I heard good things about this game and I’m extremely glad it did not disappoint. You can hear my enthusiasm for it in my voice when we discuss it. I knew so little about Oxenfree going in and somehow it managed to exceed all my expectations for it. There, that’s my recommendation for it.
So, give the podcast a listen if you want to hear us discuss the craftsmanship of the walk and talk as well as my (I’m sure) hilarious attempt at explaining Nietzsche’s concept of eternal recurrence. Also, Breakfast Club parallels and a short bit on the behavior of adventure game enthusiasts.
You can listen to the podcast over at PopMatters, on SoundCloud, through the RSS feed and now, after a three year technologically imposed hiatus, on iTunes.
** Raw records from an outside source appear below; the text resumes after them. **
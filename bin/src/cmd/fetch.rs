//! Fetch command implementation.

use anyhow::{Context, Result, bail};
use marasi_pulse::{PulseClient, find_dataset};
use std::fs;
use std::path::Path;

/// Fetch raw dataset documents and write them to `<out>/<name>.json`.
pub(crate) async fn fetch_datasets(names: &[String], out: &Path) -> Result<()> {
    if names.is_empty() {
        bail!("no datasets requested; see `marasi datasets` for the list");
    }

    let client = PulseClient::from_env().context("configuring open-data client")?;
    fs::create_dir_all(out)
        .with_context(|| format!("creating output directory {}", out.display()))?;

    for name in names {
        let Some(info) = find_dataset(name) else {
            bail!("unknown dataset '{name}'; see `marasi datasets`");
        };

        println!("Fetching {} ({})...", info.name, info.resource);
        let raw = client.dataset(&info).await?;

        let path = out.join(format!("{}.json", info.name));
        let body = serde_json::to_string_pretty(&raw.records)?;
        fs::write(&path, body)
            .with_context(|| format!("writing {}", path.display()))?;
        println!("  {} rows -> {}", raw.len(), path.display());
    }

    Ok(())
}
use crate::corpus::RunOutcome;
use std::collections::VecDeque;
use thiserror::Error;

/// Errors that can occur during scheduler operations.
#[derive(Error, Debug, PartialEq, Eq)]
pub enum SchedulerError {
    /// Nothing has been queued for mutation yet, or the queue ran dry.
    #[error("Work queue is empty, cannot schedule next test case")]
    QueueEmpty,
}

/// A `Scheduler` decides which crashing test case is mutated next.
///
/// The engine pushes every case worth mutating and pops one per mutation
/// round. A case that is popped is gone until the feedback puts it back.
pub trait Scheduler: Send {
    /// Queues `outcome` for a later mutation round.
    fn push(&mut self, outcome: RunOutcome);

    /// Removes and returns the next case to mutate.
    ///
    /// # Returns
    /// The selected case, or `SchedulerError::QueueEmpty` if there is none.
    fn next(&mut self) -> Result<RunOutcome, SchedulerError>;

    fn len(&self) -> usize;

    fn is_empty(&self) -> bool {
        self.len() == 0
    }
}

/// First in, first out. Cases the feedback keeps are re-queued at the
/// back, so every queued crash gets its turn.
#[derive(Default, Debug)]
pub struct QueueScheduler {
    queue: VecDeque<RunOutcome>,
}

impl QueueScheduler {
    pub fn new() -> Self {
        QueueScheduler {
            queue: VecDeque::new(),
        }
    }
}

impl Scheduler for QueueScheduler {
    fn push(&mut self, outcome: RunOutcome) {
        self.queue.push_back(outcome);
    }

    fn next(&mut self) -> Result<RunOutcome, SchedulerError> {
        self.queue.pop_front().ok_or(SchedulerError::QueueEmpty)
    }

    fn len(&self) -> usize {
        self.queue.len()
    }
}

#[cfg(test)]
mod tests {
    use super::*;
    use crate::oracle::{CrashKind, ProgramCrash};
    use std::path::PathBuf;

    fn outcome(name: &str) -> RunOutcome {
        RunOutcome::new(
            PathBuf::from(name),
            ProgramCrash {
                kind: CrashKind::LeakSanitizer,
                location: None,
            },
            0.0,
            name.as_bytes(),
        )
    }

    #[test]
    fn queue_scheduler_next_from_empty_queue_returns_queue_empty_error() {
        let mut scheduler = QueueScheduler::new();
        assert!(scheduler.is_empty());
        match scheduler.next() {
            Err(SchedulerError::QueueEmpty) => {}
            Ok(outcome) => panic!("Expected QueueEmpty, got {:?}", outcome.test_file),
        }
    }

    #[test]
    fn queue_scheduler_is_fifo() {
        let mut scheduler = QueueScheduler::new();
        scheduler.push(outcome("first.cnf"));
        scheduler.push(outcome("second.cnf"));
        assert_eq!(scheduler.len(), 2);

        let first = scheduler.next().unwrap();
        assert_eq!(first.test_file, PathBuf::from("first.cnf"));
        scheduler.push(first);

        let order: Vec<PathBuf> = std::iter::from_fn(|| scheduler.next().ok())
            .map(|o| o.test_file)
            .collect();
        assert_eq!(
            order,
            vec![PathBuf::from("second.cnf"), PathBuf::from("first.cnf")]
        );
        assert!(matches!(scheduler.next(), Err(SchedulerError::QueueEmpty)));
    }
}
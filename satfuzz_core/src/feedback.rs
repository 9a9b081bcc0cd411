use crate::corpus::RunOutcome;

/// Which of a mutation's parent and child go back onto the work queue.
#[derive(Debug, Clone, Copy, PartialEq, Eq)]
pub struct Verdict {
    pub keep_child: bool,
    pub keep_parent: bool,
}

impl Verdict {
    pub const KEEP_BOTH: Verdict = Verdict {
        keep_child: true,
        keep_parent: true,
    };
    pub const CHILD_ONLY: Verdict = Verdict {
        keep_child: true,
        keep_parent: false,
    };
    pub const PARENT_ONLY: Verdict = Verdict {
        keep_child: false,
        keep_parent: true,
    };
}

pub trait Feedback: Send + Sync {
    fn name(&self) -> &'static str;

    /// Judges the crashing `child` produced by mutating `parent`.
    /// `kind_was_known` tells whether the child's crash kind had been
    /// recorded before this run.
    fn judge(&self, parent: &RunOutcome, child: &RunOutcome, kind_was_known: bool) -> Verdict;
}

/// Keeps mutating along a lineage while it finds new bugs or reaches more
/// of the solver with the same bug.
#[derive(Default, Debug, Clone, Copy)]
pub struct MutationFeedback;

impl MutationFeedback {
    pub fn new() -> Self {
        MutationFeedback
    }
}

impl Feedback for MutationFeedback {
    fn name(&self) -> &'static str {
        "MutationFeedback"
    }

    fn judge(&self, parent: &RunOutcome, child: &RunOutcome, kind_was_known: bool) -> Verdict {
        if !kind_was_known || child.crash != parent.crash {
            return Verdict::KEEP_BOTH;
        }
        if child.coverage > parent.coverage {
            return Verdict::CHILD_ONLY;
        }
        Verdict::PARENT_ONLY
    }
}
use std::sync::atomic::{AtomicBool, Ordering};
use std::sync::{Arc, Condvar, Mutex, PoisonError};
use std::time::{Duration, Instant};

/// A cloneable cancellation flag shared between whoever requests a stop
/// (the driver's signal path) and the campaign that has to observe it.
///
/// Every clone refers to the same flag. Once triggered the token stays
/// triggered for the rest of the process.
#[derive(Debug, Clone, Default)]
pub struct ShutdownToken {
    inner: Arc<TokenInner>,
}

#[derive(Debug, Default)]
struct TokenInner {
    triggered: AtomicBool,
    lock: Mutex<()>,
    wakeup: Condvar,
}

impl ShutdownToken {
    pub fn new() -> Self {
        Self::default()
    }

    /// Requests cancellation and wakes every thread blocked in [`ShutdownToken::sleep`].
    ///
    /// Returns `true` for the call that actually flipped the flag, `false` if
    /// the token had already been triggered.
    pub fn trigger(&self) -> bool {
        let first = !self.inner.triggered.swap(true, Ordering::SeqCst);
        let _guard = self
            .inner
            .lock
            .lock()
            .unwrap_or_else(PoisonError::into_inner);
        self.inner.wakeup.notify_all();
        first
    }

    pub fn is_triggered(&self) -> bool {
        self.inner.triggered.load(Ordering::SeqCst)
    }

    /// Sleeps for `duration` unless the token is triggered first.
    ///
    /// Returns `true` if the full duration elapsed, `false` if the sleep was
    /// cut short by cancellation.
    pub fn sleep(&self, duration: Duration) -> bool {
        let deadline = Instant::now() + duration;
        let mut guard = self
            .inner
            .lock
            .lock()
            .unwrap_or_else(PoisonError::into_inner);
        loop {
            if self.is_triggered() {
                return false;
            }
            let now = Instant::now();
            if now >= deadline {
                return true;
            }
            let (next_guard, _timeout) = self
                .inner
                .wakeup
                .wait_timeout(guard, deadline - now)
                .unwrap_or_else(PoisonError::into_inner);
            guard = next_guard;
        }
    }
}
It strange, but I don’t know how important iTunes is anymore to the health of a podcast. I just know it was the white whale ever since the PopMatters site redesign in 2013 and the subsequent crash of the feed. I had to create an all new podcast RSS feed by hand, because no one at PopMatters understood how it all worked. All the mp3 files were gone from on site hosting. We had to migrate the episodes ourselves over onto the new SoundCloud account, which at the time did not support iTunes functionality. It was only recently with the Idle Thumbs feeds going down for a weekend did I learn they hosted their files on SoundCloud, which was doing some maintenance. I took another stab at the feed and thankfully iTunes added a feature that tells you why the feed couldn’t be verified instead of just telling me to screw off. I dug into the SoundCloud back end to discover why the audio files weren’t transferring and found the previous data being used to download the episodes wasn’t the file, but an API they don’t really use anymore. Once I located the right links and added a now mandated explicit tag, as well as fixed the image size, we we’re back in business. This is an invisible albatross removed from my neck. And so, ends the story that began quite a few years ago in victory. Though, I don’t know how important iTunes is anymore.
“When I was younger, I could remember anything, whether it had happened or not. But soon, I shall be so, I cannot remember any, but the things that never happened.”